Public Nuisance, Gotta Survive

Made In Sacramento 1/2
Capitale méconnue de la Californie, Sacramento vit dans l’ombre des fabriques à fantasmes que sont Los Angeles, San Francisco ou encore San Diego. Tapie dans les terres, cette ville moyenne se résume souvent à son équipe de basket, les Kings. Une ambiance pantouflarde et morne qui semble parfaitement convenir à l’éclosion de beautiful losers telle que l’histoire du rock en raffole. La preuve avec Public Nuisance, les génies sixties oubliés.


Les compilations Nuggets, Back From the Grave et autres Pebbles ont eu beau fouiner avec assiduité dans les moindres recoins du garage, aucune d’entre elles n’a croisé la route de Public Nuisance, improbable joyau sixties qui n’a été exhumé qu’en 2002 sur CD chez Frantic par Joey D, puis en 2012 sur vinyle, par Third Man Records.

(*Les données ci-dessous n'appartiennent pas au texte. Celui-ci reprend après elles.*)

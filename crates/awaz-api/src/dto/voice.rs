//! Demo call and voice DTOs

use awaz_core::models::Country;
use awaz_services::{ServiceStatus, StartConversationCommand, TestCallCommand, VendorStatuses};
use serde::{Deserialize, Serialize};
use std::collections::BTreeMap;

/// Body of `POST /api/voice/test-call`
#[derive(Debug, Clone, Default, Deserialize)]
#[serde(rename_all = "camelCase")]
pub struct TestCallRequest {
    pub phone_number: Option<String>,
    pub name: Option<String>,
    pub language: Option<String>,
    /// Defaults to true
    pub use_eleven_labs: Option<bool>,
}

impl From<TestCallRequest> for TestCallCommand {
    fn from(req: TestCallRequest) -> Self {
        Self {
            phone_number: req.phone_number,
            name: req.name,
            language: req.language,
            use_elevenlabs: req.use_eleven_labs.unwrap_or(true),
        }
    }
}

/// Reply of `GET /api/voice/test-call`
#[derive(Debug, Clone, Serialize)]
pub struct ServiceStatusResponse {
    pub success: bool,
    pub services: VendorStatuses,
    pub ready: bool,
}

impl From<ServiceStatus> for ServiceStatusResponse {
    fn from(status: ServiceStatus) -> Self {
        Self {
            success: true,
            services: status.services,
            ready: status.ready,
        }
    }
}

/// Query of `GET /test-call`, as the landing hero form submits it
#[derive(Debug, Clone, Default, Deserialize)]
pub struct TestCallPrefill {
    /// `IN`, `NP` or `OTHER`; India when absent
    pub country: Option<String>,
    pub phone: Option<String>,
    pub name: Option<String>,
}

impl TestCallPrefill {
    /// Number joined with the selected dial code
    pub fn phone_number(&self) -> Option<String> {
        let phone = self.phone.as_deref().map(str::trim).filter(|p| !p.is_empty())?;
        let country = self
            .country
            .as_deref()
            .and_then(Country::from_code)
            .unwrap_or(Country::India);
        Some(country.compose(phone))
    }
}

/// Body of `POST /api/voice/conversation`
#[derive(Debug, Clone, Default, Deserialize)]
#[serde(rename_all = "camelCase")]
pub struct ConversationCallRequest {
    pub phone_number: Option<String>,
    pub agent_id: Option<String>,
    pub customer_name: Option<String>,
    pub business_name: Option<String>,
    #[serde(default)]
    pub variables: BTreeMap<String, String>,
}

impl From<ConversationCallRequest> for StartConversationCommand {
    fn from(req: ConversationCallRequest) -> Self {
        Self {
            phone_number: req.phone_number,
            agent_id: req.agent_id,
            customer_name: req.customer_name,
            business_name: req.business_name,
            variables: req.variables,
        }
    }
}
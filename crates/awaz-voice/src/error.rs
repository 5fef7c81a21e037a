//! Vendor client errors

use awaz_core::AppError;
use thiserror::Error;

/// Errors from the Twilio and ElevenLabs clients
#[derive(Debug, Error)]
pub enum VoiceError {
    /// Credentials or ids missing; message is shown to the caller as is
    #[error("{0}")]
    NotConfigured(String),

    #[error("Connection error: {0}")]
    Connection(String),

    #[error("Timeout: request took longer than {0}ms")]
    Timeout(u64),

    /// Non-2xx reply; message is the vendor's own when it sent one
    #[error("{message}")]
    Api { status: u16, message: String },

    #[error("Parse error: {0}")]
    Parse(String),
}

impl VoiceError {
    pub(crate) fn from_reqwest(err: reqwest::Error, timeout_ms: Option<u64>) -> Self {
        match timeout_ms {
            Some(ms) if err.is_timeout() => VoiceError::Timeout(ms),
            _ => VoiceError::Connection(err.to_string()),
        }
    }
}

impl From<VoiceError> for AppError {
    fn from(err: VoiceError) -> Self {
        match err {
            VoiceError::NotConfigured(msg) => AppError::NotConfigured(msg),
            VoiceError::Api { status: 404, message } => AppError::NotFound(message),
            other => AppError::Vendor(other.to_string()),
        }
    }
}
//! Twilio webhooks
//!
//! Both webhooks always answer 200: Twilio retries or drops the call on
//! anything else.

use actix_web::{http::header::ContentType, web, HttpRequest, HttpResponse};
use awaz_core::models::twiml::{error_response, render_call_script};
use awaz_core::models::{CallStatusCallback, TwimlOptions};
use awaz_services::CallStatusRecorder;
use serde::de::DeserializeOwned;
use serde_json::{json, Map, Value};
use tracing::{error, info, instrument};

/// Decode a urlencoded query or form, keeping the first value of repeated keys
fn first_values<T: DeserializeOwned>(input: &[u8]) -> Result<T, String> {
    let pairs: Vec<(String, String)> =
        serde_urlencoded::from_bytes(input).map_err(|e| e.to_string())?;

    let mut fields = Map::new();
    for (key, value) in pairs {
        fields.entry(key).or_insert(Value::String(value));
    }
    serde_json::from_value(Value::Object(fields)).map_err(|e| e.to_string())
}

fn twiml(body: String) -> HttpResponse {
    HttpResponse::Ok()
        .content_type(ContentType::xml())
        .body(body)
}

/// Script Twilio plays once the callee answers
///
/// GET|POST /api/twilio/voice-response?message=&name=&audioUrl=
#[instrument(skip(req))]
pub async fn voice_response(req: HttpRequest) -> HttpResponse {
    match first_values::<TwimlOptions>(req.query_string().as_bytes()) {
        Ok(options) => {
            info!(
                has_audio = options.audio_url.is_some(),
                name = ?options.name,
                "Rendering call script"
            );
            twiml(render_call_script(&options))
        }
        Err(e) => {
            error!("Voice response error: {}", e);
            twiml(error_response())
        }
    }
}

/// GET /api/twilio/call-status
pub async fn call_status_info() -> HttpResponse {
    HttpResponse::Ok().json(json!({ "message": "Twilio call status webhook endpoint" }))
}

/// Status callback, form encoded
///
/// POST /api/twilio/call-status
#[instrument(skip(recorder, body))]
pub async fn call_status(recorder: web::Data<CallStatusRecorder>, body: web::Bytes) -> HttpResponse {
    match first_values::<CallStatusCallback>(&body) {
        Ok(callback) => {
            recorder.record(&callback);
            HttpResponse::Ok().json(json!({ "received": true }))
        }
        Err(e) => {
            error!("Error processing call status webhook: {}", e);
            HttpResponse::Ok().json(json!({ "error": "Processing failed" }))
        }
    }
}

pub fn configure(cfg: &mut web::ServiceConfig) {
    cfg.service(
        web::scope("/twilio")
            .route("/voice-response", web::get().to(voice_response))
            .route("/voice-response", web::post().to(voice_response))
            .route("/call-status", web::get().to(call_status_info))
            .route("/call-status", web::post().to(call_status)),
    );
}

Le groupe naît donc à Sacramento en 1964 sous le nom the Jaguars avant de devenir Moss & the Rocks et de publier son premier et seul 45 tours "There she goes"/"Please come back" (qui sera néanmoins réenregistré dans une version plus courte). Ces enregistrements captés aux studios Ikon de Sacramento sont supervisés par un certain Eirik Wangberg, dit le Norvégien, qui avant de collaborer avec Paul MacCartney ou les Beach Boys se prendra d’affection pour le quatuor. Moss & the Rock laisse alors place à Public Nuisance. Un nouveau changement de patronyme qui correspond aussi à une réorientation artistique. La pop sixties un brin psychédélique est délaissée au profit d’une identité sonore plus électrique et sauvage. Côté look, les freluquets deviennent des punk avant l’heure en enfilant des frusques toutes noires, un peu à la manière des Monks de l’autre côté de l’Atlantique. Nous sommes en 1967 et David Houston, Ron McMaster, Pat Minter et Jim Mathews prennent la route de San Francisco pour enregistrer des démos dans les studios du label Fantasy. Ces sessions, qui n’ont débouché sur aucune sortie, sont aujourd’hui considérées comme perdues. Heureusement pour eux, Eirik Wangberg croit toujours en l’avenir de Public Nuisance et en 1968 il en enregistre de nouvelles dans son studio d’Hollywood. Ces démos, qui n’en ont que le nom tant la production est incroyable de justesse, seront compilées dans la fameuse édition CD de 2002 (voir fin de l'article). Entre Beatles, Small Faces, Pretty Things et teen punk sixties, Public Nuisance construit un son qui mêle évidence mélodique et rage punk.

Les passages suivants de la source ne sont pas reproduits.